Давид принялся спускаться по ступенькам, смутно недовольный собой, мистером Джеком и даже Госпожой Роз.
Глава XVI
Воздушные замки Давида
Вернувшись из «дома, который построил Джек», Давид решил сосчитать золотые монеты. Мальчик извлек их из-за книг, разложил рядками. Как он и полагал, их было сто. Точнее, сто шесть. Это порадовало Давида. Ста шести определенно хватило бы «для начала».
Давид закрыл глаза и вообразил, как это могло бы быть. Вновь учиться скрипке, слушать хорошую музыку, быть с людьми, понимающими, что он говорит, когда играет! Вот что значит «начало» — так сказал мистер Джек. И золото — круглые сияющие монетки — могло принести ему все это! Давид собрал маленькие кучки в звенящую горку, вскочил, сжимая в обеих руках богатство, которое вдруг так полюбил, и принялся выделывать озорные коленца, весело звеня монетами. Потом он сделался очень серьезным, снова сел и принялся собирать золото, чтоб спрятать.
Он будет мудрым и разумным. Он подождет, пока настанет подходящий момент, и тогда уедет. Но сначала расскажет об этом мистеру Джеку и Джо, и Госпоже Роз, и семье Холли. Только сейчас у него, кажется, есть настоящая работа, и, делая ее, можно помочь мистеру Холли. Но потом — например, когда наступит сентябрь и настанет пора идти в школу — ему говорили, что это необходимо — он расскажет им обо всем и вместо школы уедет. Он еще подумает. Тогда ему, наверное, уже поверят и не подумают, что он украл это золото. Теперь август, так что он подождет. Но пока уже можно вообразить — всегда можно вообразить чудесные вещи, которые в один прекрасный день принесет ему золото.
Даже работа теперь не казалось Давиду трудной. Утром он должен был собирать граблями сено, следуя за работником с тачкой. Вчера ему это не очень понравилось, но сейчас… сейчас ничего не имело значения. Довольно вздохнув, Давид снова спрятал драгоценное золото за книгами в шкафу.
На следующее утро мальчик обнаружил в своей скрипке новую песню.
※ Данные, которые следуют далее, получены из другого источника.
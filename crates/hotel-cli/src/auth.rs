use crate::config::OperatorCredentials;

/// Login gate in front of the menu.
pub trait Authenticator: Send + Sync {
    /// A disabled gate lets the session straight through.
    fn is_enabled(&self) -> bool {
        true
    }

    fn verify(&self, username: &str, password: &str) -> bool;
}

/// Checks against the operator from the configuration.
#[derive(Debug, Clone, Default)]
pub struct ConfiguredOperator {
    credentials: Option<OperatorCredentials>,
}

impl ConfiguredOperator {
    pub fn new(credentials: Option<OperatorCredentials>) -> Self {
        Self { credentials }
    }
}

impl Authenticator for ConfiguredOperator {
    fn is_enabled(&self) -> bool {
        self.credentials.is_some()
    }

    fn verify(&self, username: &str, password: &str) -> bool {
        match &self.credentials {
            Some(c) => c.username == username && c.password == password,
            None => true,
        }
    }
}
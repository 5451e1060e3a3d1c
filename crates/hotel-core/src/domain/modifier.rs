//! Pricing modifiers applied on top of a base room.

use std::fmt;

use serde::{Deserialize, Serialize};

use super::RoomUnit;

/// A price multiplier plus a description suffix.
#[derive(Debug, Clone, Copy, PartialEq, Eq, Hash, Serialize, Deserialize)]
#[serde(rename_all = "snake_case")]
pub enum Modifier {
    BeachSide,
    Vip,
}

impl Modifier {
    pub fn factor(self) -> f64 {
        match self {
            Modifier::BeachSide => 1.2,
            Modifier::Vip => 1.3,
        }
    }

    /// Text appended to the wrapped unit's description.
    pub fn suffix(self) -> &'static str {
        match self {
            Modifier::BeachSide => " with beautiful beach view",
            Modifier::Vip => " and with VIP features",
        }
    }

    pub fn label(self) -> &'static str {
        match self {
            Modifier::BeachSide => "beach-side",
            Modifier::Vip => "VIP",
        }
    }

    /// Price of this layer given the wrapped unit's price.
    /// Rounded here, so every layer rounds on its own.
    pub fn apply_price(self, inner: f64) -> f64 {
        round_to_one_decimal(inner * self.factor())
    }

    pub fn wrap(self, unit: RoomUnit) -> RoomUnit {
        match self {
            Modifier::BeachSide => RoomUnit::BeachSide(Box::new(unit)),
            Modifier::Vip => RoomUnit::Vip(Box::new(unit)),
        }
    }
}

impl fmt::Display for Modifier {
    fn fmt(&self, f: &mut fmt::Formatter<'_>) -> fmt::Result {
        f.write_str(self.label())
    }
}

/// Half away from zero.
fn round_to_one_decimal(value: f64) -> f64 {
    (value * 10.0).round() / 10.0
}
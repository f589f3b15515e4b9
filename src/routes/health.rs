use axum::{routing::get, Json, Router};

use crate::models::HealthResponse;

pub fn router() -> Router {
    Router::new().route("/api/health", get(health_check))
}

/// GET /api/health - liveness only; the vendor is not contacted
async fn health_check() -> Json<HealthResponse> {
    Json(HealthResponse {
        status: "ok".to_string(),
        version: env!("CARGO_PKG_VERSION").to_string(),
        timestamp: chrono::Utc::now().to_rfc3339(),
    })
}
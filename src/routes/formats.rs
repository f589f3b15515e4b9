use axum::{extract::State, routing::get, Json, Router};

use crate::models::{AppState, FormatsResponse};

pub fn router(state: AppState) -> Router {
    Router::new()
        .route("/api/formats", get(list_formats))
        .with_state(state)
}

/// GET /api/formats - conversions the gateway will accept
async fn list_formats(State(state): State<AppState>) -> Json<FormatsResponse> {
    Json(state.converter.formats().rules().clone())
}
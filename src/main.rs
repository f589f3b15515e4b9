use std::net::SocketAddr;
use tokio::net::TcpListener;
use tracing::info;
use tracing_subscriber::{layer::SubscriberExt, util::SubscriberInitExt};
use convert_gateway::{config::Config, create_router, AppState};

#[tokio::main]
async fn main() -> anyhow::Result<()> {
    // Initialize tracing
    tracing_subscriber::registry()
        .with(
            tracing_subscriber::EnvFilter::try_from_default_env()
                .unwrap_or_else(|_| "convert_gateway=debug,tower_http=debug,axum=debug".into()),
        )
        .with(tracing_subscriber::fmt::layer())
        .init();

    // Load configuration
    let config = Config::from_env()?;
    info!("Configuration loaded: {:?}", config.server);

    tokio::fs::create_dir_all(&config.server.upload_dir)
        .await
        .map_err(|e| anyhow::anyhow!("Failed to create upload directory {}: {}", config.server.upload_dir.display(), e))?;

    let addr: SocketAddr = format!("{}:{}", config.server.host, config.server.port)
        .parse()
        .map_err(|e| anyhow::anyhow!("Invalid listen address: {}", e))?;

    // Create shared state and router
    let state = AppState::new(config);
    let app = create_router(state);

    // Start server
    info!("Server listening on {}", addr);

    let listener = TcpListener::bind(addr).await?;
    axum::serve(listener, app)
        .await
        .map_err(|e| anyhow::anyhow!("Server error: {}", e))?;

    Ok(())
}
//! Conversion orchestration
//!
//! Drives one request through the vendor: create the job, upload the source
//! file to the import task's signed form, poll the job until it reaches a
//! terminal status, then read the export task's download URL. Every step runs
//! sequentially and nothing is retried.

use std::sync::Arc;
use std::time::Duration;

use tokio::time::{sleep, timeout_at, Instant};
use tracing::{debug, error, info};

use crate::config::PollingConfig;
use crate::formats::FormatPolicy;
use crate::types::{AppError, AppResult};
use crate::upload::ConversionRequest;
use crate::vendor::{ConversionBackend, Job, JobStatus};

/// Bounds on the job status loop.
#[derive(Debug, Clone, Copy, PartialEq, Eq)]
pub struct PollPolicy {
    pub interval: Duration,
    pub max_attempts: u32,
    pub timeout: Duration,
}

impl Default for PollPolicy {
    fn default() -> Self {
        Self {
            interval: Duration::from_secs(1),
            max_attempts: 600,
            timeout: Duration::from_secs(900),
        }
    }
}

impl From<&PollingConfig> for PollPolicy {
    fn from(config: &PollingConfig) -> Self {
        Self {
            interval: config.interval(),
            max_attempts: config.max_attempts.max(1),
            timeout: config.timeout(),
        }
    }
}

pub struct ConversionService {
    backend: Arc<dyn ConversionBackend>,
    formats: FormatPolicy,
    polling: PollPolicy,
}

impl ConversionService {
    pub fn new(backend: Arc<dyn ConversionBackend>, formats: FormatPolicy, polling: PollPolicy) -> Self {
        Self {
            backend,
            formats,
            polling,
        }
    }

    pub fn formats(&self) -> &FormatPolicy {
        &self.formats
    }

    /// Run the full conversion and return the vendor's download URL.
    pub async fn convert(&self, request: &ConversionRequest) -> AppResult<String> {
        self.formats
            .validate(&request.input_format, &request.output_format)?;

        let job = self.backend.create_job(&request.output_format).await?;
        info!(job_id = %job.id, "Created conversion job {} -> {}", request.input_format, request.output_format);

        let form = job
            .upload_form()
            .ok_or_else(|| AppError::Remote(format!("Job {} has no upload form", job.id)))?;
        debug!(job_id = %job.id, upload_url = %form.url, "Received upload form");

        self.backend
            .upload_file(form, request.path(), &request.original_filename)
            .await?;
        info!(job_id = %job.id, "Uploaded {}", request.original_filename);

        let job = self.wait_for_job(&job.id).await?;

        if job.status == JobStatus::Error {
            for task in job.failed_tasks() {
                error!(
                    job_id = %job.id,
                    task = %task.name,
                    code = ?task.code,
                    "Conversion task failed: {}",
                    task.message.as_deref().unwrap_or("no message")
                );
            }
            return Err(AppError::Remote(format!("Job {} ended with status error", job.id)));
        }

        let download_url = job
            .download_url()
            .ok_or_else(|| AppError::Remote(format!("Job {} finished without an exported file", job.id)))?
            .to_string();
        info!(job_id = %job.id, "Download URL: {}", download_url);

        Ok(download_url)
    }

    /// Poll until the job is terminal, bounded by attempt count and deadline.
    ///
    /// A timeout too large to represent as an instant leaves only the attempt
    /// cap in force.
    pub async fn wait_for_job(&self, job_id: &str) -> AppResult<Job> {
        let deadline = Instant::now().checked_add(self.polling.timeout);
        let timed_out = |attempts| AppError::Timeout {
            job_id: job_id.to_string(),
            attempts,
        };

        let mut attempts = 0;
        while attempts < self.polling.max_attempts {
            attempts += 1;

            let status_check = self.backend.get_job(job_id);
            let job = match deadline {
                Some(deadline) => timeout_at(deadline, status_check)
                    .await
                    .map_err(|_| timed_out(attempts))??,
                None => status_check.await?,
            };
            debug!(job_id, attempt = attempts, "Job status: {}", job.status);

            if job.status.is_terminal() {
                return Ok(job);
            }

            if let Some(deadline) = deadline {
                let next_poll = Instant::now().checked_add(self.polling.interval);
                if next_poll.map_or(true, |next| next >= deadline) {
                    break;
                }
            }
            sleep(self.polling.interval).await;
        }

        Err(timed_out(attempts))
    }
}
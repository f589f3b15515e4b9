// CORS configuration
// With no configured origins every origin is allowed.

use axum::http::HeaderValue;
use axum::Router;
use tower_http::cors::{AllowOrigin, Any, CorsLayer};
use tracing::warn;

pub fn cors_layer(allowed_origins: &[String]) -> CorsLayer {
    let layer = CorsLayer::new().allow_methods(Any).allow_headers(Any);

    if allowed_origins.is_empty() {
        return layer.allow_origin(Any);
    }

    let origins: Vec<HeaderValue> = allowed_origins
        .iter()
        .filter_map(|origin| match origin.parse::<HeaderValue>() {
            Ok(value) => Some(value),
            Err(_) => {
                warn!("Ignoring invalid CORS origin: {}", origin);
                None
            }
        })
        .collect();

    layer.allow_origin(AllowOrigin::list(origins))
}

pub fn apply_cors(router: Router, allowed_origins: &[String]) -> Router {
    router.layer(cors_layer(allowed_origins))
}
Конечно, он не мог ее сыграть — точнее, почти не мог, пока не пришло четыре часа пополудни, потому что мистер Холли не любил игру на скрипке по утрам даже в дни, не принадлежавшие только Господу. Слишком уж много было работы. Давид мог сыграть всего несколько нот — очень-очень тихо, но и этого хватило, чтобы понять, какая это будет прекрасная песня. И мальчик с самого начала знал, о чем она расскажет: о золотых монетах и о будущем, которое они принесут. Весь день дразнящая мелодия кружилась у него в голове и, танцуя, ускользала. Однако Давид был безоблачно счастлив, и, несмотря на жару и усталость, день прошел очень быстро.
В четыре часа он поторопился домой и быстро настроил скрипку. Тогда она и пришла — танцующая, дразнящая фея — и радостно сдалась на милость скрипичных струн, чтобы Давид в точности узнал, как чудесна эта мелодия.
На следующий день песня послала его к Госпоже Роз. На сей раз мальчик нашел ее у дверей сада. Как всегда, не церемонясь, он сразу же обрушил на нее поток слов:
— О, Госпожа, Госпожа Роз, — я все выяснил и пришел, чтобы рассказать вам.
— Что такое, Давид? О чем ты? — мисс Холбрук была явно сбита с толку.
— О часах, ну, вы знаете — о безоблачных часах. — Вы сказали, что у вас они все пасмурные.
Лицо мисс Холбрук побелело.
— Ты хочешь сказать, что выяснил, почему они все… все пасмурные? — спросила она, запнувшись.
— Нет, о нет, этого я и вообразить не могу, — заверил ее Давид, энергично замотав головой. — Просто я понял, как сделать все свои часы солнечными, и вы тоже так можете. Вот и пришел.
— О, — воскликнула мисс Холбрук, и довольно строго сказала:
— Давид! Разве я не просила тебя не вспоминать об этом на каждом шагу?